ADMINISTRATIVO. PROCESSUAL. AÇÃO POPULAR. EMISSÃO FRAUDULENTA DE TÍTULOS. LETRAS FINANCEIRAS DO TESOURO DO ESTADO DE SANTA CATARINA. ADQUIRENTE DOS TÍTULOS. TERCEIRO DE BOA-FÉ. CITAÇÃO. INEXIGIBILIDADE. ART. 6º, DA LEI Nº 4.717/65. MANDADO DE SEGURANÇA. DIREITO LÍQUIDO E CERTO. AUSÊNCIA. SUPREMACIA DO INTERESSE PÚBLICO. SUBSTITUTIVO DE AÇÃO DE COBRANÇA. VEDAÇÃO. - A questão em exame gravita em torno de sentença prolatada em ação popular ajuizada contra o Estado de Santa Catarina e outros responsáveis pela emissão irregular de títulos públicos do Estado de Santa Catarina, para pagamento de precatórios, ocorrida em outubro de 1996. - A pessoa adquirente de boa-fé, por não ser beneficiária direta da emissão fraudulenta, não integra a relação processual, não sendo obrigatória a sua citação, permanecendo válida a sentença que declarou a nulidade do processo administrativo de criação, emissão e circulação dos títulos públicos. (Art. 6º, da Lei nº 4.717/65). - Os títulos pelos quais o requerente tenciona receber o pagamento originalmente ajustado foram emitidos, reconhecidamente, com a interferência de várias irregularidades, inclusive, em relação ao deságio ofertado na operação, mitigando o direito do impetrante de assegurar a cobrança das cártulas e, nessa ótica, inexistente o direito líquido e certo necessário à concessão da segurança. - A administração deve arcar com os prejuízos impostos aos adquirentes de boa fé, sob pena de enriquecimento ilícito do Estado em face do particular. Não obstante, também é igualmente certo que a Administração não pode convalidar atos reconhecidamente irregulares, devendo atenção ao primado da prevalência do interesse público (Lei 9.784/99). - O mandado de segurança não é substitutivo de ação de cobrança. (Súm. 269, do STF). - Recurso improvido.

Decisão Completa

Vistos e relatados os autos em que são partes as acima indicadas, prosseguindo no julgamento, após o voto-vista do Sr.

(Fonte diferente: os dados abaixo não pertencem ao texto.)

//! Build the request state a CLI invocation answers from.

use codenav_core::git::head_commit_sha;
use codenav_core::{
    CodenavError, Config, GitCommandClient, GlobPermissionChecker, NoopPermissionChecker, Repo,
    RequestArgs, RequestState, StoredUpload, SubRepoPermissionChecker,
};
use std::path::{Path, PathBuf};
use std::sync::Arc;

/// Where the request points and how it is bounded
pub struct RequestOptions {
    pub root: PathBuf,
    pub uploads: Option<PathBuf>,
    pub config: Option<PathBuf>,
    pub repo_id: i32,
    pub repo_name: Option<String>,
    pub commit: Option<String>,
    pub path: String,
    pub max_indexes: Option<usize>,
    pub hunk_cache_size: Option<usize>,
}

/// Load the upload list the store would have returned.
pub fn load_uploads(path: &Path) -> codenav_core::Result<Vec<StoredUpload>> {
    let content = std::fs::read_to_string(path)?;
    Ok(serde_json::from_str(&content)?)
}

/// Resolve config, flags and git state into a [`RequestState`].
///
/// Flags override the config file, which overrides built-in defaults.
pub fn build(options: RequestOptions) -> codenav_core::Result<RequestState> {
    let config = match &options.config {
        Some(path) => Config::load(path)?,
        None => Config::default(),
    };

    let mut request_config = config.request.clone();
    if let Some(max_indexes) = options.max_indexes {
        request_config.maximum_indexes_per_moniker_search = max_indexes;
    }
    if let Some(size) = options.hunk_cache_size {
        request_config.hunk_cache_size = size;
    }

    let uploads = match &options.uploads {
        Some(path) => load_uploads(path)?,
        None => Vec::new(),
    };

    let commit = match options.commit {
        Some(commit) => commit,
        None => head_commit_sha(&options.root).ok_or_else(|| CodenavError::Git {
            command: "rev-parse HEAD".to_string(),
            message: format!("no HEAD commit in {}", options.root.display()),
        })?,
    };

    let repo = Repo {
        id: options.repo_id,
        name: options
            .repo_name
            .unwrap_or_else(|| repo_name_from_root(&options.root)),
    };

    let auth_checker: Arc<dyn SubRepoPermissionChecker> = if config.authz.deny.is_empty() {
        Arc::new(NoopPermissionChecker)
    } else {
        Arc::new(GlobPermissionChecker::new(config.authz.deny.as_slice())?)
    };

    let client = Arc::new(GitCommandClient::new());
    client.register(&repo, &options.root);

    tracing::info!(repo = %repo.name, %commit, path = %options.path, "building request state");

    RequestState::new(
        uploads,
        auth_checker,
        client.clone(),
        RequestArgs {
            repo,
            commit,
            path: options.path,
        },
        client,
        &request_config,
    )
}

fn repo_name_from_root(root: &Path) -> String {
    root.canonicalize()
        .ok()
        .and_then(|p| p.file_name().map(|n| n.to_string_lossy().into_owned()))
        .unwrap_or_else(|| "repo".to_string())
}
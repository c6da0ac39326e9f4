//! Commit cache: memoized commit existence and ancestry answers.

use crate::{CodenavError, CommitClient, RepositoryCommit, Result};
use parking_lot::RwLock;
use std::collections::HashMap;
use std::sync::Arc;

type AncestryKey = (i32, String, String);

/// Remembers what the [`CommitClient`] said for the rest of the request.
///
/// Only positive and negative answers are stored; client errors are returned
/// to the caller and the next call asks again.
pub struct CommitCache {
    client: Arc<dyn CommitClient>,
    /// repository id -> commit -> exists
    resolvable: RwLock<HashMap<i32, HashMap<String, bool>>>,
    ancestry: RwLock<HashMap<AncestryKey, bool>>,
}

impl CommitCache {
    pub fn new(client: Arc<dyn CommitClient>) -> Self {
        Self {
            client,
            resolvable: RwLock::new(HashMap::new()),
            ancestry: RwLock::new(HashMap::new()),
        }
    }

    /// Whether each commit exists in its repository, in input order.
    ///
    /// Commits not seen before are resolved with a single client call.
    pub fn exists_batch(&self, commits: &[RepositoryCommit]) -> Result<Vec<bool>> {
        let mut answers: Vec<Option<bool>> = {
            let resolvable = self.resolvable.read();
            commits
                .iter()
                .map(|rc| {
                    resolvable
                        .get(&rc.repository_id)
                        .and_then(|by_commit| by_commit.get(&rc.commit))
                        .copied()
                })
                .collect()
        };

        let misses: Vec<usize> = answers
            .iter()
            .enumerate()
            .filter_map(|(i, answer)| answer.is_none().then_some(i))
            .collect();

        if !misses.is_empty() {
            let pending: Vec<RepositoryCommit> =
                misses.iter().map(|&i| commits[i].clone()).collect();
            tracing::debug!(misses = pending.len(), "commit cache miss");
            let exists = self.client.commits_exist(&pending)?;
            if exists.len() != pending.len() {
                return Err(CodenavError::Git {
                    command: "commits_exist".to_string(),
                    message: format!(
                        "expected {} answers, got {}",
                        pending.len(),
                        exists.len()
                    ),
                });
            }

            let mut resolvable = self.resolvable.write();
            for (&i, exists) in misses.iter().zip(exists) {
                let rc = &commits[i];
                resolvable
                    .entry(rc.repository_id)
                    .or_default()
                    .insert(rc.commit.clone(), exists);
                answers[i] = Some(exists);
            }
        }

        // every miss was answered above
        Ok(answers.into_iter().flatten().collect())
    }

    /// Same as [`exists_batch`](Self::exists_batch); commits that exist can be
    /// resolved by the navigation pipeline.
    pub fn are_commits_resolvable(&self, commits: &[RepositoryCommit]) -> Result<Vec<bool>> {
        self.exists_batch(commits)
    }

    /// Record a commit already known to exist (e.g. one an upload was built at).
    pub fn set_resolvable_commit(&self, repository_id: i32, commit: &str) {
        self.resolvable
            .write()
            .entry(repository_id)
            .or_default()
            .insert(commit.to_string(), true);
    }

    pub fn is_ancestor(
        &self,
        repository_id: i32,
        ancestor: &str,
        descendant: &str,
    ) -> Result<bool> {
        let key = (repository_id, ancestor.to_string(), descendant.to_string());
        if let Some(&answer) = self.ancestry.read().get(&key) {
            return Ok(answer);
        }

        tracing::debug!(repository_id, ancestor, descendant, "ancestry cache miss");
        let answer = self.client.is_ancestor(repository_id, ancestor, descendant)?;
        self.ancestry.write().insert(key, answer);
        Ok(answer)
    }
}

Ministro LUIZ FUX, decide a Primeira Turma do Superior Tribunal de Justiça, por unanimidade, negar provimento ao recurso, na forma do relatório e notas taquigráficas constantes dos autos, que ficam fazendo parte integrante do presente julgado. Os Srs. Ministros LUIZ FUX (voto-vista), HUMBERTO GOMES DE BARROS e JOSÉ DELGADO votaram com o Sr. Ministro Relator.